## [Input for this task]
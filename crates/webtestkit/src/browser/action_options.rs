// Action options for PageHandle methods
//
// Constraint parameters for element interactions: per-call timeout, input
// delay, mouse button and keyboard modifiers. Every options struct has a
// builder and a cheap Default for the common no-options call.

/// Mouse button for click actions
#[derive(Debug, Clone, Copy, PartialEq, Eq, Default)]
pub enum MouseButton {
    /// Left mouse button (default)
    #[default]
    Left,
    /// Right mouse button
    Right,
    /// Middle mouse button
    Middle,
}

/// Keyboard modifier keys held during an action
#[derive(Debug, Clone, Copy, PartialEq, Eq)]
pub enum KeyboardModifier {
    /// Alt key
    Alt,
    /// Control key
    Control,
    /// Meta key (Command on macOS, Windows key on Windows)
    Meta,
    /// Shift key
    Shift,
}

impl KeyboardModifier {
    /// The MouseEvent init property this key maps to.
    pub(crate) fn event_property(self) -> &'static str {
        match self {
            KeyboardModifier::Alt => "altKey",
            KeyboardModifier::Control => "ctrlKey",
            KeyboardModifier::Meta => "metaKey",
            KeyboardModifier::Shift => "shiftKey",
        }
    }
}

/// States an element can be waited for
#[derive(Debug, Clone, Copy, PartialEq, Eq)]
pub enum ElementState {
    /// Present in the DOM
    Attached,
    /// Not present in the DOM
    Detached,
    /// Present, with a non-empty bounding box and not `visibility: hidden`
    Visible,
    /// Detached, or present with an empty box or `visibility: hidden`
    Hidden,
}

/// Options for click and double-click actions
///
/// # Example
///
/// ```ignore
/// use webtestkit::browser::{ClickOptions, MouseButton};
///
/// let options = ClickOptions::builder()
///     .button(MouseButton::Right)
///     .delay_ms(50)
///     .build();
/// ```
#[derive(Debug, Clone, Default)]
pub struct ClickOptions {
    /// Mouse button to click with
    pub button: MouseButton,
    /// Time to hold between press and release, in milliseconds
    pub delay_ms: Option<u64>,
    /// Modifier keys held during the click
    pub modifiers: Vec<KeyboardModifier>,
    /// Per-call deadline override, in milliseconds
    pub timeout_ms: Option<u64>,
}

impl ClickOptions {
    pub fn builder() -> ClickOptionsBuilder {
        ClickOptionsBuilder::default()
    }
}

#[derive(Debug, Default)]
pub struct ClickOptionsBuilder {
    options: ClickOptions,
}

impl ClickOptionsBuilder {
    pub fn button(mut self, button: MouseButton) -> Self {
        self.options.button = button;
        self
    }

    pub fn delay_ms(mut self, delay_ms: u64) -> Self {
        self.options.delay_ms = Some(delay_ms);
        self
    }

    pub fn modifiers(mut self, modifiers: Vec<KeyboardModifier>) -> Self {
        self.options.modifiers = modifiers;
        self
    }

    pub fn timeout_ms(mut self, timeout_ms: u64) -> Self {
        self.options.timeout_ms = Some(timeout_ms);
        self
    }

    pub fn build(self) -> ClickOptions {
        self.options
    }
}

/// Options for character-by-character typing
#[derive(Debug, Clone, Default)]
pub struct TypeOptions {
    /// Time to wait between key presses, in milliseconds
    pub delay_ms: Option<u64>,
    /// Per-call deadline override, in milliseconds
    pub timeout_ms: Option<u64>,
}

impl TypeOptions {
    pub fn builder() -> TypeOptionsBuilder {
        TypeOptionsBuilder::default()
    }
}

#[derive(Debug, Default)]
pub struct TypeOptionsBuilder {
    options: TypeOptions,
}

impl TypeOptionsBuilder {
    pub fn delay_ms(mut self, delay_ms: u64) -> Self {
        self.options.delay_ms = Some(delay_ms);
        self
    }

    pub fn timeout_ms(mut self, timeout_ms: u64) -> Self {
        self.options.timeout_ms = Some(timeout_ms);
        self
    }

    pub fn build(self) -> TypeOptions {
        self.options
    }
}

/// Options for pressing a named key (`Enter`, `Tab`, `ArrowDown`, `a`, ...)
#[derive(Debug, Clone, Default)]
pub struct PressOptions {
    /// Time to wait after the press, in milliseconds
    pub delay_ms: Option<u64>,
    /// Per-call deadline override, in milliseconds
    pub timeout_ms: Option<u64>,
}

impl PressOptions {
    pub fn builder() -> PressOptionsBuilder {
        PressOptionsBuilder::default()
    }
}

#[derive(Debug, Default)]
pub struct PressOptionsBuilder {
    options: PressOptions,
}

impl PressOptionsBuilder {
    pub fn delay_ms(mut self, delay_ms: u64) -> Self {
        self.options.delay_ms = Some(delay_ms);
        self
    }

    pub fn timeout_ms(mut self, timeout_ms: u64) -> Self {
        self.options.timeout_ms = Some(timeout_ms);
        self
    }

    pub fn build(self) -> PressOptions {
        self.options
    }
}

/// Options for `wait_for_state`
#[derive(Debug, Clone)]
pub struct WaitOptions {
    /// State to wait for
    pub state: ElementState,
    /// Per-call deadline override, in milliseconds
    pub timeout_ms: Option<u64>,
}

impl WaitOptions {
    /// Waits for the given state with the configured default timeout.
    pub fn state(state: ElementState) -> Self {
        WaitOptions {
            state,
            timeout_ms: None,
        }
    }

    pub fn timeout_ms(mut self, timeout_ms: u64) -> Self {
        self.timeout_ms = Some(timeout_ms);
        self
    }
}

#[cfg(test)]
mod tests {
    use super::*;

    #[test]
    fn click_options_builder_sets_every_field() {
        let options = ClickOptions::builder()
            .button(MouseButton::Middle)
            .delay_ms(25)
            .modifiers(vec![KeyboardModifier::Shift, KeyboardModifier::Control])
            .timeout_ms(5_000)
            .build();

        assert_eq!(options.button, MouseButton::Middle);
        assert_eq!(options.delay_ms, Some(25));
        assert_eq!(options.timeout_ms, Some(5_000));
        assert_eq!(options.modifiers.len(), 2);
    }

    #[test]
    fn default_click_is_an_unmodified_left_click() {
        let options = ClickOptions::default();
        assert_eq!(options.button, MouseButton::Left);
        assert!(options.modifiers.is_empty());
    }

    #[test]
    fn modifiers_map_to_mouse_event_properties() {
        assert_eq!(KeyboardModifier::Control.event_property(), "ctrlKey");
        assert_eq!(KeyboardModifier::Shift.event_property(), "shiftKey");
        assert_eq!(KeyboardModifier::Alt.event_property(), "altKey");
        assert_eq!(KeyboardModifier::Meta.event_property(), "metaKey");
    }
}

---

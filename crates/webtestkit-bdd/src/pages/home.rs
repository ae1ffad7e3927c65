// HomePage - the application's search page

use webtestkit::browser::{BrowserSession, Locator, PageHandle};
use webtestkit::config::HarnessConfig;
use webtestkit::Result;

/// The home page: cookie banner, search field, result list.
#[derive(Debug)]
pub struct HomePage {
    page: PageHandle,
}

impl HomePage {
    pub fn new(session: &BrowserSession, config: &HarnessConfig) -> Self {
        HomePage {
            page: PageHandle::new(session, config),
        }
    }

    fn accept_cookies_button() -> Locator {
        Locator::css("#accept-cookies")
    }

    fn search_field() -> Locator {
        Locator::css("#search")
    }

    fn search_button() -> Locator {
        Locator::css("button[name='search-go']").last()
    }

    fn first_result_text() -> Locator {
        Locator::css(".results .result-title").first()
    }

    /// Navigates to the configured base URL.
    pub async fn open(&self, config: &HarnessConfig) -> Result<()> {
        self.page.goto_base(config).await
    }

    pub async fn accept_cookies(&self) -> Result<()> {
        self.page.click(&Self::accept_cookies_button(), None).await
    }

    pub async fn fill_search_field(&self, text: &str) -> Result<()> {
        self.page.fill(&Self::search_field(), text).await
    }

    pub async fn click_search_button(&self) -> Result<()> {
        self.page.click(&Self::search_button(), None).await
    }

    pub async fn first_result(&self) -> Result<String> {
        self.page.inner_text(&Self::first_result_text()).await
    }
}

---

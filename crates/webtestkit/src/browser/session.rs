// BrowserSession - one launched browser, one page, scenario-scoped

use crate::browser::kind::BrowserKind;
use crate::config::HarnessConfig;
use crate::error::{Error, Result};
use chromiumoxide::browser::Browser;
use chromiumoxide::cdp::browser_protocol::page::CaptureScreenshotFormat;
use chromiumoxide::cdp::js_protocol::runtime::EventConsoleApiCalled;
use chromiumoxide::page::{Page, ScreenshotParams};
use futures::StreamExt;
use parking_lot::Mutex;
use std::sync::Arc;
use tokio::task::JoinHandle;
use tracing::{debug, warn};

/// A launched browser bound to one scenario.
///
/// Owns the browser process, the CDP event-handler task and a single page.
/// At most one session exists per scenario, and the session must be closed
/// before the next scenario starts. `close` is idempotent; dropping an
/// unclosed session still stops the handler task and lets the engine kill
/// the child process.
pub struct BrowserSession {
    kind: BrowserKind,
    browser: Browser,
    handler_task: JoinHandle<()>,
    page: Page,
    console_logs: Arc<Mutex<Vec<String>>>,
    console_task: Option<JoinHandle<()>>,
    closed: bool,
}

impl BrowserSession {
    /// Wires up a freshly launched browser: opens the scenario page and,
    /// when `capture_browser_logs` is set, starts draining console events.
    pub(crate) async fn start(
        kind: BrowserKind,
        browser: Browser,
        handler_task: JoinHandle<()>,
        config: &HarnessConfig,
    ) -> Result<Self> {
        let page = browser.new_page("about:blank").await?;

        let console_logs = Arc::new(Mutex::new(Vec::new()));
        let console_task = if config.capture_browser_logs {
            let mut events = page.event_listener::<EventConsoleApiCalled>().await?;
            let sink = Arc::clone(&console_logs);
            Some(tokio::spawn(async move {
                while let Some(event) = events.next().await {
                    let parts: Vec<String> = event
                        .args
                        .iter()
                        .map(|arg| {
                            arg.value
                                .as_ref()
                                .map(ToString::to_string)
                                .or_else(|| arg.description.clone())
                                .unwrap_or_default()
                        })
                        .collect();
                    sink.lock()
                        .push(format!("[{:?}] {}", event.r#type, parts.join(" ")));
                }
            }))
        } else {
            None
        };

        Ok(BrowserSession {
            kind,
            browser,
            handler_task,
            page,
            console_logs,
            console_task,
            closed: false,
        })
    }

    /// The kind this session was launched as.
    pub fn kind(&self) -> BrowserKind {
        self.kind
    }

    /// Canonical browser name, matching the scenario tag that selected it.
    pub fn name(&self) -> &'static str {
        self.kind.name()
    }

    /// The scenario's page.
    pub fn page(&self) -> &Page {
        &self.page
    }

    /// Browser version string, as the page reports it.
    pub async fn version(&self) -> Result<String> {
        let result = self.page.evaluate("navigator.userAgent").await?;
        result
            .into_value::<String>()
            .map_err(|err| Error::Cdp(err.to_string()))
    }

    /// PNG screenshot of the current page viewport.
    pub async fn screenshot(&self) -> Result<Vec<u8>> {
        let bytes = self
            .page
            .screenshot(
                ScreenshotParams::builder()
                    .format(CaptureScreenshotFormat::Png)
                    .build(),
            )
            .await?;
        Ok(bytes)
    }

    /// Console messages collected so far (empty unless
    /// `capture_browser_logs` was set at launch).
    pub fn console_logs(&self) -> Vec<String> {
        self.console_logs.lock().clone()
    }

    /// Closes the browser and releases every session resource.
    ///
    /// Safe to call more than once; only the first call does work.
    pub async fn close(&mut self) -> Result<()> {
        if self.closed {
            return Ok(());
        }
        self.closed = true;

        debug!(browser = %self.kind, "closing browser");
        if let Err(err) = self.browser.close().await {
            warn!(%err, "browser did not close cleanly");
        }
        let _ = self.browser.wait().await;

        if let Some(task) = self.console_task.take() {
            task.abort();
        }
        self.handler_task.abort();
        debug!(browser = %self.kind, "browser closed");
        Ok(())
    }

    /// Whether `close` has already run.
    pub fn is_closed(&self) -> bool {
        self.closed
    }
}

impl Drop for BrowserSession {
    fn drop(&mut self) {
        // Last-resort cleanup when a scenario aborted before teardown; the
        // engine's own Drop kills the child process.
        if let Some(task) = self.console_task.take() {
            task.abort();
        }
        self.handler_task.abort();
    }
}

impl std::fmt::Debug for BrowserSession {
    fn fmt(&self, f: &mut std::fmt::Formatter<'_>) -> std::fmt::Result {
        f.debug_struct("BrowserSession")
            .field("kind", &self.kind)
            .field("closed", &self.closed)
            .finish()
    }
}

## [What to work on]
Give back exactly the lines of the listing above that run from the line with "filename crates/webtestkit/src/browser/action_options.rs" to the line with "struct has a", inclusive.

## [Written reply]
filename crates/webtestkit/src/browser/action_options.rs
// Action options for PageHandle methods
//
// Constraint parameters for element interactions: per-call timeout, input
// delay, mouse button and keyboard modifiers. Every options struct has a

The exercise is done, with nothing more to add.